Let’s be very clear about this: In order for her to successfully claim, she needs to state that she would have aborted her child had she known it was disabled, and that the resulting child’s condition is a “personal injury” to her as the mother.
And that is what she is claiming.
She states too that she loves her child, she wants the very best for her child, and it hurts her to make these sorts of claims about her child. Remember too that this is the only way she can see to be able to afford much-needed treatment for her child: By successfully making a claim under ACC. You need to be aware too that ACC makes what is considered by many to be an arbitrary decision between providing cover for disability caused by accident, and not covering disability present at birth. These are the hardships and injustices this mother is up against. I want you to keep all that in mind, because what follows is going to get ugly, and will upset some people.

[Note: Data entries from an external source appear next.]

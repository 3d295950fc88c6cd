//! Developer trace logging with a thread-local capture sink.
//! Tests enable the sink to assert on eviction summaries without touching the global logger.

use std::cell::RefCell;

/// Log target used by [`devlog!`](crate::devlog).
pub const DEV_TARGET: &str = "visioncache::dev";

thread_local! {
    static TL_SINK: RefCell<Option<Vec<String>>> = const { RefCell::new(None) };
}

/// Disables the thread-local sink on drop.
pub struct DevSinkGuard;
impl Drop for DevSinkGuard {
    fn drop(&mut self) {
        TL_SINK.with(|s| *s.borrow_mut() = None);
    }
}

/// Start capturing developer logs emitted on the current thread.
pub fn enable_thread_sink() -> DevSinkGuard {
    TL_SINK.with(|s| *s.borrow_mut() = Some(Vec::new()));
    DevSinkGuard
}

pub fn write_str(msg: &str) {
    TL_SINK.with(|s| {
        if let Some(buf) = s.borrow_mut().as_mut() {
            buf.push(msg.to_owned());
        }
    });
}

/// Take the captured messages for the current thread. Empty if capture is off.
pub fn drain() -> Vec<String> {
    TL_SINK.with(|s| match s.borrow_mut().as_mut() {
        Some(buf) => std::mem::take(buf),
        None => Vec::new(),
    })
}

/// Emit a developer trace line and capture it when the thread sink is enabled.
#[macro_export]
macro_rules! devlog {
    ($($arg:tt)*) => {{
        let __s = format!($($arg)*);
        $crate::utils::devlog::write_str(&__s);
        log::log!(target: $crate::utils::devlog::DEV_TARGET, log::Level::Trace, "{}", __s);
    }};
}
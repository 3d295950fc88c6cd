use proptest::prelude::*;
use visioncache::cache::{cache_key, content_hash};

proptest! {
    #[test]
    fn prop_digest_is_lowercase_hex_of_fixed_width(bytes in proptest::collection::vec(any::<u8>(), 0..512)) {
        let h = content_hash(&bytes);
        prop_assert_eq!(h.len(), 64);
        prop_assert!(h.chars().all(|c| c.is_ascii_digit() || ('a'..='f').contains(&c)));
        prop_assert_eq!(h, content_hash(&bytes.clone()));
    }

    #[test]
    fn prop_key_separates_models(bytes in proptest::collection::vec(any::<u8>(), 0..64), a in "[a-z0-9]{1,12}", b in "[a-z0-9]{1,12}") {
        let h = content_hash(&bytes);
        let ka = cache_key(&h, &a);
        prop_assert!(ka.starts_with(&h));
        prop_assert_eq!(ka == cache_key(&h, &b), a == b);
    }
}
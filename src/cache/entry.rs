use serde::{Deserialize, Serialize};
use serde_json::Value;

/// One cached classification result, keyed by content hash and model.
#[derive(Serialize, Deserialize, Debug, Clone, PartialEq)]
#[serde(rename_all = "camelCase")]
pub struct CacheEntry {
    pub id: String,
    pub filename: String,
    pub file_hash: String,
    pub result: Value,
    pub timestamp: i64,
    pub model_used: String,
    pub expires_at: i64,
}

impl CacheEntry {
    #[inline]
    #[must_use]
    pub const fn is_expired_at(&self, now_millis: i64) -> bool {
        self.expires_at <= now_millis
    }
}
use crate::error::{AppError, AppResult};
use regex::Regex;
use std::sync::LazyLock;

static EMAIL_REGEX: LazyLock<Regex> = LazyLock::new(|| {
    Regex::new(r"^[A-Za-z0-9._%+\-]+@[A-Za-z0-9\-]+(\.[A-Za-z0-9\-]+)*\.[A-Za-z]{2,}$")
        .expect("email regex is valid")
});

pub fn validate_email(email: &str) -> AppResult<()> {
    if email.len() > 255 || !EMAIL_REGEX.is_match(email) {
        return Err(AppError::ValidationError(
            "Enter a valid email address.".to_string(),
        ));
    }
    Ok(())
}

/// Lowercases the domain part, leaving the local part untouched.
pub fn normalize_email(email: &str) -> String {
    let email = email.trim();
    match email.rsplit_once('@') {
        Some((local, domain)) => format!("{local}@{}", domain.to_lowercase()),
        None => email.to_string(),
    }
}

#[cfg(test)]
mod tests {
    use super::*;

    #[test]
    fn test_validate_email() {
        assert!(validate_email("a@x.com").is_ok());
        assert!(validate_email("first.last+tag@mail.example.uz").is_ok());
        assert!(validate_email("a@x").is_err());
        assert!(validate_email("no-at-sign.com").is_err());
        assert!(validate_email("").is_err());
    }

    #[test]
    fn test_normalize_email() {
        assert_eq!(normalize_email(" John@Example.COM "), "John@example.com");
        assert_eq!(normalize_email("plain"), "plain");
    }
}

In this post I am going to delve more deeply into the legal issues at play here and why the mother is forced into this line of argument. I will not get highly technical; I want this to be accessible because I want to help people understand this story. I am no expert in this area either, I am relying on a general legal background to help me through the mire.
The case originated as an appeal against ACC’s ruling not to cover the mother. Both the District Court and High Court dismissed her appeals, but the mother has won the right to have the Court of Appeal hear her case. The child is now five years old.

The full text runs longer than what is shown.